### Given records

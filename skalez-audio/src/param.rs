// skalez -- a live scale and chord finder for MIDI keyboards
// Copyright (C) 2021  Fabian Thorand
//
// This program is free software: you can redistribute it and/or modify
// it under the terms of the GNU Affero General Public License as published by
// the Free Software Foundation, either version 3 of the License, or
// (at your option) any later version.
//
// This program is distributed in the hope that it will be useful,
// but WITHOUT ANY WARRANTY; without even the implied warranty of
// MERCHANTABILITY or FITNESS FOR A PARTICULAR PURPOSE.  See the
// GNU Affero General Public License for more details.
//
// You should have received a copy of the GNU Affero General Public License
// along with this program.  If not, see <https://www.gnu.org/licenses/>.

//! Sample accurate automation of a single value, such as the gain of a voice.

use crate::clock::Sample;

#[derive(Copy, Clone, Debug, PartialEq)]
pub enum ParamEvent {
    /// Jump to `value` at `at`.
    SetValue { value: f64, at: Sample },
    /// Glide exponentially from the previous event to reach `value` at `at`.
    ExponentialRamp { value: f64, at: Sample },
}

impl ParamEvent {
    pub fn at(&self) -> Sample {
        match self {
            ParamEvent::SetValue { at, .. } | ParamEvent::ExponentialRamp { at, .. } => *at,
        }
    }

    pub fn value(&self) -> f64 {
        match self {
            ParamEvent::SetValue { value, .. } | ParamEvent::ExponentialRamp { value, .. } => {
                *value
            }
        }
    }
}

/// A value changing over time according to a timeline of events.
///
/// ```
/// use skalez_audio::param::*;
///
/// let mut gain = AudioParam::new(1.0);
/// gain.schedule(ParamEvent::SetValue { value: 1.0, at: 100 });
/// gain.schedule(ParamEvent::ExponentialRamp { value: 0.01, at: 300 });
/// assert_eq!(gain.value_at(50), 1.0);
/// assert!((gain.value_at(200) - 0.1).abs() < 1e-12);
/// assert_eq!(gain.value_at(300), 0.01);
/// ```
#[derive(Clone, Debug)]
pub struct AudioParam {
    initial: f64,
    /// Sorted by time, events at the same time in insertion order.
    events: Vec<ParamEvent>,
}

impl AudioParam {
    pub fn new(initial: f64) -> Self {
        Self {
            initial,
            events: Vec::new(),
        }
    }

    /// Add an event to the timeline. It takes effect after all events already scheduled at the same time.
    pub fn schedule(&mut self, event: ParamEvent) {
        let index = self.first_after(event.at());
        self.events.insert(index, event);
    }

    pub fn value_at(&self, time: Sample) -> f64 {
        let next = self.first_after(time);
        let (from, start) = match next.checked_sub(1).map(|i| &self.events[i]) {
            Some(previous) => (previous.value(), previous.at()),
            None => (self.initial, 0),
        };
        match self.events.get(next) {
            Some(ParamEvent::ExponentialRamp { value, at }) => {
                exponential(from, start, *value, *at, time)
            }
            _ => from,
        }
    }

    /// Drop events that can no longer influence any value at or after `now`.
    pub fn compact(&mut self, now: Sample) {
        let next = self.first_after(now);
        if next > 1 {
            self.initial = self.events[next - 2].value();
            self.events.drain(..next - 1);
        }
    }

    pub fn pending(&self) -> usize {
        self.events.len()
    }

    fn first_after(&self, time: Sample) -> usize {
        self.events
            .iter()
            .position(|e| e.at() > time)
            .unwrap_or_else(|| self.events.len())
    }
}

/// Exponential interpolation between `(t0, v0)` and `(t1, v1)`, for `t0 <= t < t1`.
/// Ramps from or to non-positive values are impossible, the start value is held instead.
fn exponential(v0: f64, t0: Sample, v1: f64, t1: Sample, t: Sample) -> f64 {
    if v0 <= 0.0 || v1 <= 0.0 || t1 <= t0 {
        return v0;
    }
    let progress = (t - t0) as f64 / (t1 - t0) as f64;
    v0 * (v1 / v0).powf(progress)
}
--
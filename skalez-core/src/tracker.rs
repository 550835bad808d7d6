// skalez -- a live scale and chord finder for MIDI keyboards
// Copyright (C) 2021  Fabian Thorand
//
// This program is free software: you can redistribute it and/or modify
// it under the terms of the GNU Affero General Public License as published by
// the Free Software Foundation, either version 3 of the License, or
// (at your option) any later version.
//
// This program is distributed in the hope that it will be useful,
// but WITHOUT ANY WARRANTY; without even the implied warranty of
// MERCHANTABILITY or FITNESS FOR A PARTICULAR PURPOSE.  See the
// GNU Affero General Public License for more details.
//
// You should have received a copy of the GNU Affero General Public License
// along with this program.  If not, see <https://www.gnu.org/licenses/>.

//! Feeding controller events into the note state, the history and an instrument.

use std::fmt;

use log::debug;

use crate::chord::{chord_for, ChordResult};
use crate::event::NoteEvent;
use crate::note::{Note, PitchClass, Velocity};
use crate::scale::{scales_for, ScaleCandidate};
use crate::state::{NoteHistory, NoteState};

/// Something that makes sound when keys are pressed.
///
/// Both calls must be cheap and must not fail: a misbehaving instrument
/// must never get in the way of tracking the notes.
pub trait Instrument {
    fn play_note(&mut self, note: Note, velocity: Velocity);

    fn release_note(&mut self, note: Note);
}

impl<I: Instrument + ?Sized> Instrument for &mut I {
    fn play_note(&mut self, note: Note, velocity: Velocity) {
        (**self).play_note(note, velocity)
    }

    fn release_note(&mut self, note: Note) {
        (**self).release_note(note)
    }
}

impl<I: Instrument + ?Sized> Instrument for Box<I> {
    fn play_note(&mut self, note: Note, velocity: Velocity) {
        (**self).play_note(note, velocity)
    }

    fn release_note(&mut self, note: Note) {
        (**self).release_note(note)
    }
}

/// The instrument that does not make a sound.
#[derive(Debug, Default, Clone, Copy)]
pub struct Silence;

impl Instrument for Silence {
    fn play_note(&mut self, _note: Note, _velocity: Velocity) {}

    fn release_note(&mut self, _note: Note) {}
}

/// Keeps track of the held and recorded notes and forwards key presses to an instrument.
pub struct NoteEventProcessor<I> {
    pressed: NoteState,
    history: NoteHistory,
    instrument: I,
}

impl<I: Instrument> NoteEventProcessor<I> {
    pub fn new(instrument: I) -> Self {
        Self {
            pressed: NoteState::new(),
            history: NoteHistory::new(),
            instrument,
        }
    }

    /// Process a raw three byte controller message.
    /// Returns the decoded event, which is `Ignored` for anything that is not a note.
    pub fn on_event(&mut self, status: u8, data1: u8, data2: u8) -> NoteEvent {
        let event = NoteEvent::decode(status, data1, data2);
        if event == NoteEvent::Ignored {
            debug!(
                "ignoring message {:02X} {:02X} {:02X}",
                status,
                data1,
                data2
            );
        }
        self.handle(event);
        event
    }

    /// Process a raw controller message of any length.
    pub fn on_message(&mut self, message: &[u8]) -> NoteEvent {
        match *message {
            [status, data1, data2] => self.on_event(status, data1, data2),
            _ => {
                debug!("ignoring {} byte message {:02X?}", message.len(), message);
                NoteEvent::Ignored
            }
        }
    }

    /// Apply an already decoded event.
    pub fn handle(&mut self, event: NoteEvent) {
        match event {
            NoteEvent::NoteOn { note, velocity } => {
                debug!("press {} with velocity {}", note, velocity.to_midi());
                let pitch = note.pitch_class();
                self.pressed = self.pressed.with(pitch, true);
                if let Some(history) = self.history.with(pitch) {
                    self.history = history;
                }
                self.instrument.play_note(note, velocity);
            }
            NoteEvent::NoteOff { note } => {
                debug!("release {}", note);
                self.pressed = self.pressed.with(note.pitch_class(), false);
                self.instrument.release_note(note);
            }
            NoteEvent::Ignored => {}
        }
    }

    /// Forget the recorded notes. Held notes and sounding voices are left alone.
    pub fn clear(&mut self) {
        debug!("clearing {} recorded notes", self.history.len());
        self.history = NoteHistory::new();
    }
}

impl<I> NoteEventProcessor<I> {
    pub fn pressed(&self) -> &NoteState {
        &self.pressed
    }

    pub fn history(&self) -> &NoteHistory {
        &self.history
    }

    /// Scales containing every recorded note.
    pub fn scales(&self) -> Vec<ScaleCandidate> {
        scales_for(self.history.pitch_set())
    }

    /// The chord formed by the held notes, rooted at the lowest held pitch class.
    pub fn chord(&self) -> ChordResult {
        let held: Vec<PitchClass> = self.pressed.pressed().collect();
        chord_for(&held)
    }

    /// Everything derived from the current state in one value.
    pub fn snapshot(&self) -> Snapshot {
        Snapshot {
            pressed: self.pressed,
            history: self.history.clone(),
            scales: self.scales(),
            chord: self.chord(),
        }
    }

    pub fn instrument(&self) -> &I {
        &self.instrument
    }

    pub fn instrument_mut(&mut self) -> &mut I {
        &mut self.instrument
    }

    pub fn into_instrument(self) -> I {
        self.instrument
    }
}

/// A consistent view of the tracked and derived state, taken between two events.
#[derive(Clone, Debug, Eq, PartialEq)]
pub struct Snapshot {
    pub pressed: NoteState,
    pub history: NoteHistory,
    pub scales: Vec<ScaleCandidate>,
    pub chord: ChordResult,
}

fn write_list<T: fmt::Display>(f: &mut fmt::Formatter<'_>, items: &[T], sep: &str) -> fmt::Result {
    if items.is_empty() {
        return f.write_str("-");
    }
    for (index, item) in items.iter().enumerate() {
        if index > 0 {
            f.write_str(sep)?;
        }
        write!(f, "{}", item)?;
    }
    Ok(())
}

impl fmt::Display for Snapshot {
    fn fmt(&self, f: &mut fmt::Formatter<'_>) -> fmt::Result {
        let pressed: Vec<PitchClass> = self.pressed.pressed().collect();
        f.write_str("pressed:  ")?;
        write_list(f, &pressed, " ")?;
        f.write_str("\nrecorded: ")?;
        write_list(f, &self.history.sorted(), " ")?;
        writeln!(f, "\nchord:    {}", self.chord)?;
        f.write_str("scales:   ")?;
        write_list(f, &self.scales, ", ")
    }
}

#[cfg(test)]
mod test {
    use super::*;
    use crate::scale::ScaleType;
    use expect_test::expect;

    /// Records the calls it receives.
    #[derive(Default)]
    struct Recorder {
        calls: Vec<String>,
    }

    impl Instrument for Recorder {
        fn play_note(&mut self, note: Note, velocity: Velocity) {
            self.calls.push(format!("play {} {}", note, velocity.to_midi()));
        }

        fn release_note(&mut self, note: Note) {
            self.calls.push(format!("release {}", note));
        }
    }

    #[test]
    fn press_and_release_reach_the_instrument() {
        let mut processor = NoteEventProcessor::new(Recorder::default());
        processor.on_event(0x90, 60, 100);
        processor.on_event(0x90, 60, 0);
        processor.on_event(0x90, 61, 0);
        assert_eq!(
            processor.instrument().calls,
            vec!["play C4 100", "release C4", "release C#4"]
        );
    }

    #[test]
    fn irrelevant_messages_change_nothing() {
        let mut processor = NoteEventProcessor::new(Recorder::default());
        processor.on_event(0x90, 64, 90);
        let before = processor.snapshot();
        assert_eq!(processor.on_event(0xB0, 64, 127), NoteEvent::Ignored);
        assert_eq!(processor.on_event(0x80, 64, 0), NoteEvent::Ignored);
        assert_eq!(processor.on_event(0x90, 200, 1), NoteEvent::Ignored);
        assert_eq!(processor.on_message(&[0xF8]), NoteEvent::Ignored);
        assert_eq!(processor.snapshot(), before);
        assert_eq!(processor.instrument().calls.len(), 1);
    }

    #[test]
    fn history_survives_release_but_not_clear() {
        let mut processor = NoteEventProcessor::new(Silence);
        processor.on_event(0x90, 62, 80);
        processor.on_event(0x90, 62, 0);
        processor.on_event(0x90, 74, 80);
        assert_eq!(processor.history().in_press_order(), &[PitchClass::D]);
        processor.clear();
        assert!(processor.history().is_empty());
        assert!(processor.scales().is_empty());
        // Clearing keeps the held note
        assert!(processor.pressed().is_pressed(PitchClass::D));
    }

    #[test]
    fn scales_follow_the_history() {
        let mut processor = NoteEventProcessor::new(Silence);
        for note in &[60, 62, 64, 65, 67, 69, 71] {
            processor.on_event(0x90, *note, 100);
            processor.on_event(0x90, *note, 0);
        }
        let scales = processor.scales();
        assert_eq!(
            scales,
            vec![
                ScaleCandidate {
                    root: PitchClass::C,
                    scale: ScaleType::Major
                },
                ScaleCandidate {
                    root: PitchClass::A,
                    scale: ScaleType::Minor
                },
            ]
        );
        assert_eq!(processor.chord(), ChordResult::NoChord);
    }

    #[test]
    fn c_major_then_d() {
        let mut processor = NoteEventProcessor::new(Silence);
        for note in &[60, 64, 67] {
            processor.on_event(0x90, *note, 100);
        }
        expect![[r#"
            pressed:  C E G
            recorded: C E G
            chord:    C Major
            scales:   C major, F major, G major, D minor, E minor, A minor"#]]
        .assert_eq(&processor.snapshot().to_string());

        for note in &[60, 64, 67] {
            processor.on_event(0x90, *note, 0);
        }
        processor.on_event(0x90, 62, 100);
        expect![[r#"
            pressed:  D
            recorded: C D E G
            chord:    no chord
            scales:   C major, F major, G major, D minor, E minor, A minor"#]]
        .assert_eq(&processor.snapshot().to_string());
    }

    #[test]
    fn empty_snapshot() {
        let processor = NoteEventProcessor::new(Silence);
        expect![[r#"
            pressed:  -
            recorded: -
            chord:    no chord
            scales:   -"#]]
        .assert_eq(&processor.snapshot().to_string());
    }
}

### Activity
Every line above that holds "next" should be copied out.

### Problem solution
        let next = self.first_after(time);
        let (from, start) = match next.checked_sub(1).map(|i| &self.events[i]) {
        match self.events.get(next) {
        let next = self.first_after(now);
        if next > 1 {
            self.initial = self.events[next - 2].value();
            self.events.drain(..next - 1);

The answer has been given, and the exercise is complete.